Kagami at the Roundhouse review: Ryuichi Sakamoto VR gig is another step into the weird posthumous tech future

This 'mixed reality' presentation allows audiences to interact with the work and spectral figure of the famous composer, 10 months after his death
Nick Curtis @nickcurtis5 January 2024

By turns moving and discombobulating, this “mixed reality” event enables audiences to interact with the work and the spectral figure of Japanese pop, electro and film score composer Ryuichi Sakamoto, 10 months after his death from cancer in 2023.

Through a headset we watch a 3D, digitally-finessed version of Sakamoto play gentle, mournful solo pieces on a piano, augmented by Hallmark-style CGI images: silvery rain, twinkling constellations, vegetal growth, cityscapes.

Unlike in Abba Voyage you can wander about, peering at Sakamoto’s elegant, silken-haired avatar from different angles and dodging fellow onlookers, glimpsed as ghosts in your peripheral vision. It’s gently discouraged, but you can take off your headset and take rubbishy photos through it, or barge into Sakamoto and his virtual Yamaha Grand waving your arms, if you really want to.

This generates an odd mixture of reverence and disinhibition. Some onlookers tentatively applaud as Sakamoto dematerialises after each number, some silently observe, some mutter and joke. The music is wonderful, the tech a mixture of cutting edge and clunky. Overall this feels like another tentative step into a future where AI, VR, CGI and all the other tech initials will affect how artists are presented in life and after death.
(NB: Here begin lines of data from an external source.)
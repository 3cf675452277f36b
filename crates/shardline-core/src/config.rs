//! Startup configuration.
//!
//! `CoreConfig` is read once, from TOML or JSON, and handed by reference to
//! the components built from it. Nothing reads configuration from ambient
//! state after startup.

use std::path::{Path, PathBuf};
use std::time::Duration;

use serde::{Deserialize, Serialize};

use crate::errors::{ShardlineError, ShardlineResult};
use crate::query::guards::MAX_PAGE_SIZE;
use crate::schema::SchemaRegistry;
use crate::store::sharding::ShardsConfig;
use crate::sync::DeliveryPolicy;

pub const DEFAULT_RECORD_TOPIC: &str = "record.changed";

#[derive(Clone, Debug, PartialEq, Serialize, Deserialize)]
#[serde(default)]
pub struct BusConfig {
    /// Topic every change event is published on.
    pub record_topic: String,
}

impl Default for BusConfig {
    fn default() -> Self {
        Self {
            record_topic: DEFAULT_RECORD_TOPIC.to_string(),
        }
    }
}

#[derive(Clone, Debug, PartialEq, Serialize, Deserialize)]
#[serde(default)]
pub struct SyncConfig {
    /// Processing attempts per message. 1 means best effort.
    pub max_attempts: u32,
    pub retry_backoff_ms: u64,
    pub dead_letter_topic: Option<String>,
}

impl Default for SyncConfig {
    fn default() -> Self {
        Self {
            max_attempts: 1,
            retry_backoff_ms: 50,
            dead_letter_topic: None,
        }
    }
}

impl SyncConfig {
    pub fn delivery_policy(&self) -> DeliveryPolicy {
        DeliveryPolicy {
            max_attempts: self.max_attempts.max(1),
            retry_backoff: Duration::from_millis(self.retry_backoff_ms),
            dead_letter_topic: self.dead_letter_topic.clone(),
        }
    }
}

#[derive(Clone, Debug, PartialEq, Serialize, Deserialize)]
#[serde(default)]
pub struct QueryConfig {
    /// Upper bound for any requested page. Per-entity defaults live on the
    /// entity definitions.
    pub max_page_size: u32,
}

impl Default for QueryConfig {
    fn default() -> Self {
        Self {
            max_page_size: MAX_PAGE_SIZE,
        }
    }
}

#[derive(Clone, Debug, Default, PartialEq, Serialize, Deserialize)]
#[serde(default)]
pub struct CoreConfig {
    pub shards: ShardsConfig,
    pub bus: BusConfig,
    pub sync: SyncConfig,
    pub query: QueryConfig,
    /// JSON file of entity definitions.
    pub schema_path: Option<PathBuf>,
}

impl CoreConfig {
    pub fn from_toml_str(raw: &str) -> ShardlineResult<Self> {
        let config: Self = toml::from_str(raw)?;
        config.check()?;
        Ok(config)
    }

    pub fn from_json_str(raw: &str) -> ShardlineResult<Self> {
        let config: Self = serde_json::from_str(raw)?;
        config.check()?;
        Ok(config)
    }

    /// Load from a `.toml` or `.json` file.
    pub fn load(path: &Path) -> ShardlineResult<Self> {
        let raw = std::fs::read_to_string(path)?;
        match path.extension().and_then(|e| e.to_str()) {
            Some("toml") => Self::from_toml_str(&raw),
            Some("json") => Self::from_json_str(&raw),
            _ => Err(ShardlineError::Config(format!(
                "unsupported config format: {}",
                path.display()
            ))),
        }
    }

    fn check(&self) -> ShardlineResult<()> {
        if self.query.max_page_size == 0 {
            return Err(ShardlineError::Config("query.max_page_size must be positive".into()));
        }
        if self.bus.record_topic.is_empty() {
            return Err(ShardlineError::Config("bus.record_topic must not be empty".into()));
        }
        Ok(())
    }

    /// Load the entity registry named by `schema_path`, or an empty one.
    pub fn schema_registry(&self) -> ShardlineResult<SchemaRegistry> {
        match &self.schema_path {
            Some(path) => SchemaRegistry::load_file(path),
            None => Ok(SchemaRegistry::default()),
        }
    }
}

#[cfg(test)]
mod tests {
    use super::*;
    use pretty_assertions::assert_eq;

    const SAMPLE: &str = r#"
schema_path = "schema.json"

[shards]
key_space_end = 100

[[shards.groups]]
leader = "sqlite:///var/lib/shardline/a.db"
followers = ["sqlite:///var/lib/shardline/a-r1.db"]
range_start = 0
range_end = 50

[[shards.groups]]
leader = "sqlite:///var/lib/shardline/b.db"
range_start = 50
range_end = 100

[sync]
max_attempts = 3
dead_letter_topic = "record.dead"
"#;

    #[test]
    fn toml_fills_defaults() {
        let config = CoreConfig::from_toml_str(SAMPLE).unwrap();
        assert_eq!(config.shards.key_space_end, 100);
        assert_eq!(config.shards.groups.len(), 2);
        assert!(config.shards.groups[1].followers.is_empty());
        assert_eq!(config.bus.record_topic, DEFAULT_RECORD_TOPIC);
        assert_eq!(config.query, QueryConfig::default());

        let policy = config.sync.delivery_policy();
        assert_eq!(policy.max_attempts, 3);
        assert_eq!(policy.retry_backoff, Duration::from_millis(50));
        assert_eq!(policy.dead_letter_topic.as_deref(), Some("record.dead"));
    }

    #[test]
    fn json_and_toml_agree() {
        let toml_config = CoreConfig::from_toml_str(SAMPLE).unwrap();
        let json = serde_json::to_string(&toml_config).unwrap();
        assert_eq!(CoreConfig::from_json_str(&json).unwrap(), toml_config);
    }

    #[test]
    fn load_picks_format_by_extension() {
        let dir = tempfile::tempdir().unwrap();
        let toml_path = dir.path().join("core.toml");
        std::fs::write(&toml_path, SAMPLE).unwrap();
        assert_eq!(CoreConfig::load(&toml_path).unwrap().shards.groups.len(), 2);

        let yaml_path = dir.path().join("core.yaml");
        std::fs::write(&yaml_path, "shards: {}").unwrap();
        assert!(CoreConfig::load(&yaml_path).unwrap_err().is_fatal());
    }

    #[test]
    fn zero_page_size_rejected() {
        let err = CoreConfig::from_toml_str("[query]\nmax_page_size = 0\n").unwrap_err();
        assert!(err.is_fatal());
    }
}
A cross-genre musical pioneer since the Seventies, who collaborated with everyone worthwhile and won every award going for his carefully selected film scores, Sakamoto was a man of quietly assured vision. He developed Kagami, which means Mirror, with pioneering production studio Tin Drum, before his death. As with Abba Voyage, it’s reassuring to know that the avatar has been created with the performer’s consent.

The first three, softly beautiful numbers are accompanied by coalescing clouds, a murmuration of lights and a slowly turning 3D laser grid. The fourth, Energy Flow, which hit No 1 in Japan in 1999 (an accolade at which the otherwise mostly silent Sakamoto speaks to express bafflement), sees the pianist illuminated from above by a window showing a slow progress through snow to a derelict piano.

The percussive sixth track features jumping sonic rings and cycloramic shots of Tokyo, Paris and Charing Cross. Sakamoto’s two most famous film themes – for Merry Christmas, Mr Lawrence and The Last Emperor – are included. The 10th and last track, BB, written on the death of Bernardo Bertolucci and announced as such by the composer, feels terribly poignant.  

The headsets are less cumbersome than most current VR masks but it’s still a massive, buzz-killing bore to learn about, strap on and adapt to them. The sound is excellent, the vision of Sakamoto striking but too Pixar-polished.

Kagami is challenging. Should we react to it as a (very unresponsive) live show or a reverential conjuring? Should we sit and absorb or wander and chat? As well as celebrating Sakamoto’s artistry, this show raises lots of questions about the splicing of the live and virtual in entertainment that we’re going to have to answer in the coming years.